▸ Data for analysis:

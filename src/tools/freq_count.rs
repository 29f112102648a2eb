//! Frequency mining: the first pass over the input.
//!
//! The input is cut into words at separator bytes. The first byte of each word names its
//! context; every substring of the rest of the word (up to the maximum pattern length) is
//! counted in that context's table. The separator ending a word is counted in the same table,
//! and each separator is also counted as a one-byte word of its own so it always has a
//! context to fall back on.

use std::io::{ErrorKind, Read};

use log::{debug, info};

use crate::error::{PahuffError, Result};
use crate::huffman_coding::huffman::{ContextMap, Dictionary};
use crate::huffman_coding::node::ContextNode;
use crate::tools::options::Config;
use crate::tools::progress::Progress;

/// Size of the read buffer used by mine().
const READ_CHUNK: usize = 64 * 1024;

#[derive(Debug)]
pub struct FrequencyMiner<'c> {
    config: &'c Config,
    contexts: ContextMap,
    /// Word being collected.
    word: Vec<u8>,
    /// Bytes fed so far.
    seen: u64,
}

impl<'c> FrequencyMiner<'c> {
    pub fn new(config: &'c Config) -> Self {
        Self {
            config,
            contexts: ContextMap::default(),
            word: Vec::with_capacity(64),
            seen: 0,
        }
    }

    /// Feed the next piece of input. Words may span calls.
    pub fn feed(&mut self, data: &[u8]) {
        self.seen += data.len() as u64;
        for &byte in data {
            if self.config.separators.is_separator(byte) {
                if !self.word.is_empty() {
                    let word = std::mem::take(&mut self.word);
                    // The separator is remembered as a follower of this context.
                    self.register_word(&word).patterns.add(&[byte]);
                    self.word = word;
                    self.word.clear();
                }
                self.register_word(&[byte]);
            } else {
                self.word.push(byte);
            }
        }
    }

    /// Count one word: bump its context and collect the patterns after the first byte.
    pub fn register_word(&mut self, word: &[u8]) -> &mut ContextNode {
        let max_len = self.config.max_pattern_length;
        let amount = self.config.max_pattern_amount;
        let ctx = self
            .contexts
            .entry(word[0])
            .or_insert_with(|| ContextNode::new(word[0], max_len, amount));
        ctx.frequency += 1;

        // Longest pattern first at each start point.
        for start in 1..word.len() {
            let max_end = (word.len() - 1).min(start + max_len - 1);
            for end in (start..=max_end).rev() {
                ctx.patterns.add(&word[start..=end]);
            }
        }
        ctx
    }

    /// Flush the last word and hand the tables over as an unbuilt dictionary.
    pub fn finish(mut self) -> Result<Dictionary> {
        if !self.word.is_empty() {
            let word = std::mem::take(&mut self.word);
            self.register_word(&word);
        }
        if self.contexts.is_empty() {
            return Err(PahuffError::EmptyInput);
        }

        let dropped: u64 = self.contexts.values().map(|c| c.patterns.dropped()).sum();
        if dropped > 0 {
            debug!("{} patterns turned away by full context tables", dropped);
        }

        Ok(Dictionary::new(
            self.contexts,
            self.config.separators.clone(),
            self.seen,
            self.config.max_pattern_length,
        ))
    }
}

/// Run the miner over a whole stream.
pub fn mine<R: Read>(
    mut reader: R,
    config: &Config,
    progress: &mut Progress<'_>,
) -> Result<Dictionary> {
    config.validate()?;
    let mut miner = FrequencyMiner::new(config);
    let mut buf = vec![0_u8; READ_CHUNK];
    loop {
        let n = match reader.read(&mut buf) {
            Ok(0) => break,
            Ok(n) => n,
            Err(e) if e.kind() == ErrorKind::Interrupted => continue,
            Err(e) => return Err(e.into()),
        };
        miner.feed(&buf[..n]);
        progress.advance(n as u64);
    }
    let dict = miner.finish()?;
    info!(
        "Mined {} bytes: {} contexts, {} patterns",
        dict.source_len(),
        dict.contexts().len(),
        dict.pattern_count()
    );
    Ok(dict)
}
...
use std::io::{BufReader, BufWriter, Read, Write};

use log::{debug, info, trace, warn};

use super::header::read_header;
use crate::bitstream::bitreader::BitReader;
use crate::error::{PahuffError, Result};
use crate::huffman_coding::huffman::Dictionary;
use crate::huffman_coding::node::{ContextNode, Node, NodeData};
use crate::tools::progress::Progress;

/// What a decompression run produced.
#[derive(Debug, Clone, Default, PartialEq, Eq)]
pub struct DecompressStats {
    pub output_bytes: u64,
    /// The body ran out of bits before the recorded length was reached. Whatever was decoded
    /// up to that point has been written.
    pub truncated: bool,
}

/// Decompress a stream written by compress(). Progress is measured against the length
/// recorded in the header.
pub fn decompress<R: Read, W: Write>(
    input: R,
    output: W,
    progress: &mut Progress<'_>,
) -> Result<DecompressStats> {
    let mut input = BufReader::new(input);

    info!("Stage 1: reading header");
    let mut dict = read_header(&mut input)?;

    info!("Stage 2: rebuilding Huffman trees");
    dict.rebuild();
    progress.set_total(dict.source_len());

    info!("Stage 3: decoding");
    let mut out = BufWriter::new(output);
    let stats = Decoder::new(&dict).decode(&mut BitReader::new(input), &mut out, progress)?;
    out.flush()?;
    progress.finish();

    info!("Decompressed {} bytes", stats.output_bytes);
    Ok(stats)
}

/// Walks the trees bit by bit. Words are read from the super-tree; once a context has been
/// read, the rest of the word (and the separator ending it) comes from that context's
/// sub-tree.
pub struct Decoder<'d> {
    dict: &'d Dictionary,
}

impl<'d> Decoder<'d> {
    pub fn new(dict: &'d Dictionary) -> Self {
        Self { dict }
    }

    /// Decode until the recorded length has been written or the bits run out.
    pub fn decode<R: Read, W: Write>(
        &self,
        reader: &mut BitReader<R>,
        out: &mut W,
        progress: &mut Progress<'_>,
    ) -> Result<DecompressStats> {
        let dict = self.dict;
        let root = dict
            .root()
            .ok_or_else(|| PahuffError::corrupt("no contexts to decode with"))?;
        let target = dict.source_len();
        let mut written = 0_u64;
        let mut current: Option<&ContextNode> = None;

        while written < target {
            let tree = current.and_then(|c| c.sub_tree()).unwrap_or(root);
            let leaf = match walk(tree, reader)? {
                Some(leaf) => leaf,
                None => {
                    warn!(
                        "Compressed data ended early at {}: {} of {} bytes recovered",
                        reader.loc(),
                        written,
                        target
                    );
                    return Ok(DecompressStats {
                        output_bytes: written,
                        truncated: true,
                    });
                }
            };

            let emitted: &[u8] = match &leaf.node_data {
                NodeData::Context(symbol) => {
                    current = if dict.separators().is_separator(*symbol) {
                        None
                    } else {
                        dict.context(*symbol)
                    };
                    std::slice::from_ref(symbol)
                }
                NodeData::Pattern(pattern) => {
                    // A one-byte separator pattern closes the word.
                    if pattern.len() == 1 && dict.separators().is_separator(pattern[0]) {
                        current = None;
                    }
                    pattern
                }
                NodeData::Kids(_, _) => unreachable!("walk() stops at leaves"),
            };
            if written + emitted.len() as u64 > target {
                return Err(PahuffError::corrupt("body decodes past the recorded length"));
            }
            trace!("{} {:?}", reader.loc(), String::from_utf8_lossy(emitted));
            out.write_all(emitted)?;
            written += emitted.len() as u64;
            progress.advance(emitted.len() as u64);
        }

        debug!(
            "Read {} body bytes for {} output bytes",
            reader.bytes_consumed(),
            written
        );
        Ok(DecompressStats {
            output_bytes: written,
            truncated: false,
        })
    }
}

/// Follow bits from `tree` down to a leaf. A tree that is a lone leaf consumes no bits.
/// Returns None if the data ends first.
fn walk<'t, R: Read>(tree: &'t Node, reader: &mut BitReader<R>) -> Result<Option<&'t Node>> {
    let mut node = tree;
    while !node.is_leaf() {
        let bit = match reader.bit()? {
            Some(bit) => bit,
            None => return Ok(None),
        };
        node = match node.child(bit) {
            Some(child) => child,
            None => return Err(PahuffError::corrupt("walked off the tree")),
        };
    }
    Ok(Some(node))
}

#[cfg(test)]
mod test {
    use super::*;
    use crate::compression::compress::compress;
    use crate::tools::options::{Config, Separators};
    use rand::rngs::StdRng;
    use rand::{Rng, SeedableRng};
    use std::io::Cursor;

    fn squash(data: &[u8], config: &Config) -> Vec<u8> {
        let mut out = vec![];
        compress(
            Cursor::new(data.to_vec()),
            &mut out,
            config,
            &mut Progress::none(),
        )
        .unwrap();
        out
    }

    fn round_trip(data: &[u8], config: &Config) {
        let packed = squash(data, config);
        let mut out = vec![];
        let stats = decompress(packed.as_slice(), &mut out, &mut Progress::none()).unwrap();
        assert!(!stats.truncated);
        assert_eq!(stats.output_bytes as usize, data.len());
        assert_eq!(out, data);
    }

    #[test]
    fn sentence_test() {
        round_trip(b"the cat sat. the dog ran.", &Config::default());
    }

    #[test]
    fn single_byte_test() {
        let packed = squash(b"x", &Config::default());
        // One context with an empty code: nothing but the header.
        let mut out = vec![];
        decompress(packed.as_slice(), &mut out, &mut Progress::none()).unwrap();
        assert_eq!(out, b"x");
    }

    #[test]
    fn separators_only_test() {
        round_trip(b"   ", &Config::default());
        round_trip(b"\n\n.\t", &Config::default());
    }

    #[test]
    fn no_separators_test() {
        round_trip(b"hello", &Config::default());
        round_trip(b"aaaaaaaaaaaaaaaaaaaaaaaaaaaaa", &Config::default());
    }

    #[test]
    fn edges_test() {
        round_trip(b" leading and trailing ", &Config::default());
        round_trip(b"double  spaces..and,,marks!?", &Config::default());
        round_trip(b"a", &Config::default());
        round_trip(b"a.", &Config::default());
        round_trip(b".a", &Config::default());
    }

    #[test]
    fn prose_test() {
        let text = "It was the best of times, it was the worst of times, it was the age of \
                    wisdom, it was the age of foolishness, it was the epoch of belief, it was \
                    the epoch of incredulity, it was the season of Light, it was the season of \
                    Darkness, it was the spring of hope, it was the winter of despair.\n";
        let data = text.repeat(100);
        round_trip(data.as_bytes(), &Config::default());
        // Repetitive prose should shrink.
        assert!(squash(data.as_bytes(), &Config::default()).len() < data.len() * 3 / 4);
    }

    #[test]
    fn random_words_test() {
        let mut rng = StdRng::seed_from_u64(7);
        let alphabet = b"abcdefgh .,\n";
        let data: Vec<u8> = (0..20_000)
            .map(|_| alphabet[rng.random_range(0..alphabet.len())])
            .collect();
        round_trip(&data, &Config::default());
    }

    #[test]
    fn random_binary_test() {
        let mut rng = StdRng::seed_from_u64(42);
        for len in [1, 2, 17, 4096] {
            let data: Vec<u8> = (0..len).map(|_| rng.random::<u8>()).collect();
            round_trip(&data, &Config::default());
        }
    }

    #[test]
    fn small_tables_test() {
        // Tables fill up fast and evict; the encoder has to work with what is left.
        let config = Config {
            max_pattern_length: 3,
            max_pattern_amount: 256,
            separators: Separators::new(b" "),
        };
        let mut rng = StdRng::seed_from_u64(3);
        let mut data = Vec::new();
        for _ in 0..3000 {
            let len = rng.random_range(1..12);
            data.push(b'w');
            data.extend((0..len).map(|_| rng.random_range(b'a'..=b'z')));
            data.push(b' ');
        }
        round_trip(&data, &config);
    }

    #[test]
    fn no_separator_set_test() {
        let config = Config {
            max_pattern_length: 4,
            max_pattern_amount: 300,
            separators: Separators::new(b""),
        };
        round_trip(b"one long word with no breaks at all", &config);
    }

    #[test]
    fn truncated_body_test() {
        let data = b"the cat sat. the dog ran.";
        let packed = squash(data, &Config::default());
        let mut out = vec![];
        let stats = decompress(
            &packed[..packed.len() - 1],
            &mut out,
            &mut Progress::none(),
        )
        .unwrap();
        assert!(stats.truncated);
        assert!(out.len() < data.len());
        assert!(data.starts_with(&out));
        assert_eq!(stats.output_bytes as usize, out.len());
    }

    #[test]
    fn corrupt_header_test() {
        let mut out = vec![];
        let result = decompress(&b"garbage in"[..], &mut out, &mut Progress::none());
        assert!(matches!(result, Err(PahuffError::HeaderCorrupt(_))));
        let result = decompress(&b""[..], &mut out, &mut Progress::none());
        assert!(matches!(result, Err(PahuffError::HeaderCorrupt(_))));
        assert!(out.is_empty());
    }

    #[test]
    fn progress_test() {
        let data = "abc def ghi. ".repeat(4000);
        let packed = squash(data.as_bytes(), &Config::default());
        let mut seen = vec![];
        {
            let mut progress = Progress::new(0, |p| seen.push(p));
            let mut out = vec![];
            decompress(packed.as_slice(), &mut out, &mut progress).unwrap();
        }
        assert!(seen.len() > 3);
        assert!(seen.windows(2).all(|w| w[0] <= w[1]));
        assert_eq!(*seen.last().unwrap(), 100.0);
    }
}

▸ Task: Check every line of the data, and copy the ones that contain "ending".

▸ Answer for the task:
//! counted in that context's table. The separator ending a word is counted in the same table,
/// read, the rest of the word (and the separator ending it) comes from that context's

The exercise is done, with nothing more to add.